Cowen draws parallels between ADA’s trajectory and the historical patterns of the Nasdaq during the years 2002-2003, illustrating that despite experiencing substantial price declines and enduring protracted bearish conditions, there exists the possibility of a sudden, substantial plummet in prices following rejection from the 50-week moving average.

“Following the last, desperate attempt by the bullish market at the 50-week moving average, the Nasdaq plummeted by 50%. Applying a similar scenario to ADA—starting not from the current value of $0.26, but from its former value of $0.37—what would a decline of 49% to 50% entail? This would position ADA below the $0.20 threshold.

Alternative measurements can also be employed. Instead of initiating from that point, one could compute it from a lower low, specifically the penultimate low leading to the ultimate low, constituting a 27% drop. A 27% drop from this juncture would cascade ADA’s value down to $0.16—a notably significant level that aligns with ADA’s valuation in August 2020.”

While refraining from specifying precise target values, Cowen delineates prospective price levels for Cardano, ranging from $0.17 to $0.07, at which the cryptocurrency might find its lower limit.

“Several other pivotal levels come into play here.

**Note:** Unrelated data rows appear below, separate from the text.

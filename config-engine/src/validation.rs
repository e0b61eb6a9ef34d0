use crate::error::Result;

/// Post-deserialization checks for a typed configuration
pub trait Validate {
    /// # Errors
    ///
    /// Returns [`crate::ConfigError::ValidationError`] describing the first
    /// invalid setting.
    fn validate(&self) -> Result<()> {
        Ok(())
    }
}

The $0.11 threshold correlates with the peak from 2019, and significantly further down, there’s the pre-pandemic peak, situated at approximately $0.07 to $0.08. It’s imperative for me to convey that, should we indeed traverse into this phase of market downturn, I cannot ascertain the extent of the decline with certainty—my knowledge on that remains quite limited…

Hence, it’s more imperative to contemplate whether this signals the commencement of such a phase. Are we poised to delve into this phase of market downturn? Despite several consecutive weeks of negative performance, a resurgence in the short term could potentially transpire, attracting a final wave of impulsive investments. Nonetheless, the inherent risk factor should not be dismissed, and I advocate for heightened awareness of this prospect at this juncture.”